### Prompt
Filter the entries, keeping every line with the word "default".

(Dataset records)
- - - - - - -

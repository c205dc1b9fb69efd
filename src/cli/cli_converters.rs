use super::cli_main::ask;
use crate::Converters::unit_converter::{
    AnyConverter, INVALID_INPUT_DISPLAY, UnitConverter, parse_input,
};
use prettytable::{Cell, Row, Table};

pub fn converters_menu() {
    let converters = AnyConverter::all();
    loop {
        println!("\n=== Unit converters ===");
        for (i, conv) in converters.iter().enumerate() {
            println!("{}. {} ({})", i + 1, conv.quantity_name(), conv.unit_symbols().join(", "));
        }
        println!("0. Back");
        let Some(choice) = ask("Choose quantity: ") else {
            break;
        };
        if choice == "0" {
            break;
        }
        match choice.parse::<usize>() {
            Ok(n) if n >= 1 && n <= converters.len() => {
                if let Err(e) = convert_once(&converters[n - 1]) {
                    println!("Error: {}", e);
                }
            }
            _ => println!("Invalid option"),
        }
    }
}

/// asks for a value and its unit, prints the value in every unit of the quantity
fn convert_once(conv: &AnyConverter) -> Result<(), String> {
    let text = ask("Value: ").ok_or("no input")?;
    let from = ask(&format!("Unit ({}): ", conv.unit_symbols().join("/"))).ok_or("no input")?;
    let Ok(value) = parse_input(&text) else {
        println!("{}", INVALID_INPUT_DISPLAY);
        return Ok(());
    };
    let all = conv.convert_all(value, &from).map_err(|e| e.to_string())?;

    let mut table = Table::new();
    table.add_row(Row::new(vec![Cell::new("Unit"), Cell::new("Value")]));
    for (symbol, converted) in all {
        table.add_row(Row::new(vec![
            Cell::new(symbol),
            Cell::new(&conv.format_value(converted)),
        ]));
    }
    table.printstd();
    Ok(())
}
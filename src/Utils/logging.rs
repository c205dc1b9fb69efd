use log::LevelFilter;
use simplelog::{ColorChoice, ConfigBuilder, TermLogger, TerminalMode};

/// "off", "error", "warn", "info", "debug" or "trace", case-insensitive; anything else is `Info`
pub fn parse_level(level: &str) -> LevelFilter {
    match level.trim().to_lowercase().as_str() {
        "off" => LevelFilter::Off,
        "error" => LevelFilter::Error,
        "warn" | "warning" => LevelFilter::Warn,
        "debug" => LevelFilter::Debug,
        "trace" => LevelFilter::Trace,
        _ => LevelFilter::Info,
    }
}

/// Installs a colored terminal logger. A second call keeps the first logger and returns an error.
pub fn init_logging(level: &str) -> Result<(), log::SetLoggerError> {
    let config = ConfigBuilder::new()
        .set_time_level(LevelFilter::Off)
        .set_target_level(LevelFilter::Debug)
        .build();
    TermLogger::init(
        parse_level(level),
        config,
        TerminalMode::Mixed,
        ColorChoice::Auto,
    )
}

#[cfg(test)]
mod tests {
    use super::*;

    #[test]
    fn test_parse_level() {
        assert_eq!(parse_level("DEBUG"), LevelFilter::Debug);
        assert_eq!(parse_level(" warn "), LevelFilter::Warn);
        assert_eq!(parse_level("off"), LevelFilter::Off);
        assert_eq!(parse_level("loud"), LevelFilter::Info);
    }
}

- - - - - - -

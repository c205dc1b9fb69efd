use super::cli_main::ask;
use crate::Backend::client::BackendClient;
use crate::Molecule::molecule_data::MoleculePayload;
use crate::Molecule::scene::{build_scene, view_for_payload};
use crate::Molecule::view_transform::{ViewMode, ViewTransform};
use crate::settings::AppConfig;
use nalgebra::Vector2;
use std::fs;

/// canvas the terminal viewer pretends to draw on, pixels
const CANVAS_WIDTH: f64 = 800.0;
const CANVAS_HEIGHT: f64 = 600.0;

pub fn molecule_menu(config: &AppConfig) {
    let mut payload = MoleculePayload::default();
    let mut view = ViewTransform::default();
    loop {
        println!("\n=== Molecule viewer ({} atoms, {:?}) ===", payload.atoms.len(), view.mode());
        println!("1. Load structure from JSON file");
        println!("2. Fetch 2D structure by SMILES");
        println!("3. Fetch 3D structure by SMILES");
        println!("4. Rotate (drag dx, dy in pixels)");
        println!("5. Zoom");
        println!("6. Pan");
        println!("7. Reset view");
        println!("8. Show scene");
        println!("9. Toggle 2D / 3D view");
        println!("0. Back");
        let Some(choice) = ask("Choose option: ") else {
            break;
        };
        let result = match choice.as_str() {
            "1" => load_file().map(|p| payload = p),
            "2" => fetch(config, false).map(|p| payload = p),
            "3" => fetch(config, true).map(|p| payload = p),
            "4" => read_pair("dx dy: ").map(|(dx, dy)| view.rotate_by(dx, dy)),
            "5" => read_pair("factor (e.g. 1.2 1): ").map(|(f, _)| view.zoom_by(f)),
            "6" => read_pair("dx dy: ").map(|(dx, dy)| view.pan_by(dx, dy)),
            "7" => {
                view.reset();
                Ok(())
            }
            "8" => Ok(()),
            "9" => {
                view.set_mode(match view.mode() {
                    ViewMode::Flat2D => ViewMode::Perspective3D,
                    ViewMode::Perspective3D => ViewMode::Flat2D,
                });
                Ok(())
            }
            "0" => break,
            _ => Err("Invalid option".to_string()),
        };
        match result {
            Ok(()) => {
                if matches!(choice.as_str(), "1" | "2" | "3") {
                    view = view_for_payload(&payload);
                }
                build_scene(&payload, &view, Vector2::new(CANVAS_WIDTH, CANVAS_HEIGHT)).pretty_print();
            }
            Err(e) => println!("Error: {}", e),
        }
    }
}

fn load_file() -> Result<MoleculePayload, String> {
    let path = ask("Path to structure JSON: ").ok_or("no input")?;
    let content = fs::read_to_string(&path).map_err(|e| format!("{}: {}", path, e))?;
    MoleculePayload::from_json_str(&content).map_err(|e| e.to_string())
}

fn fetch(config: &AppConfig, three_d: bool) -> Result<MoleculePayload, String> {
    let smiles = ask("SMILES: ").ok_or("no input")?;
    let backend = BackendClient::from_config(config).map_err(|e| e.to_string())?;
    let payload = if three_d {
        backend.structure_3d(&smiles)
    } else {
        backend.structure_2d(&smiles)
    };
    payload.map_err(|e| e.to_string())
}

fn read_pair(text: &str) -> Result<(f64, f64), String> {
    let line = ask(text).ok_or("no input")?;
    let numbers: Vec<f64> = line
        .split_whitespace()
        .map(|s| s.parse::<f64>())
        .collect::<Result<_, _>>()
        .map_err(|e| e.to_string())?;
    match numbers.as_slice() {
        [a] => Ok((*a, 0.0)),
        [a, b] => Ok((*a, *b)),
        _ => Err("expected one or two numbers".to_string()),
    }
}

- - - - - - -

### Your response
    let mut payload = MoleculePayload::default();
    let mut view = ViewTransform::default();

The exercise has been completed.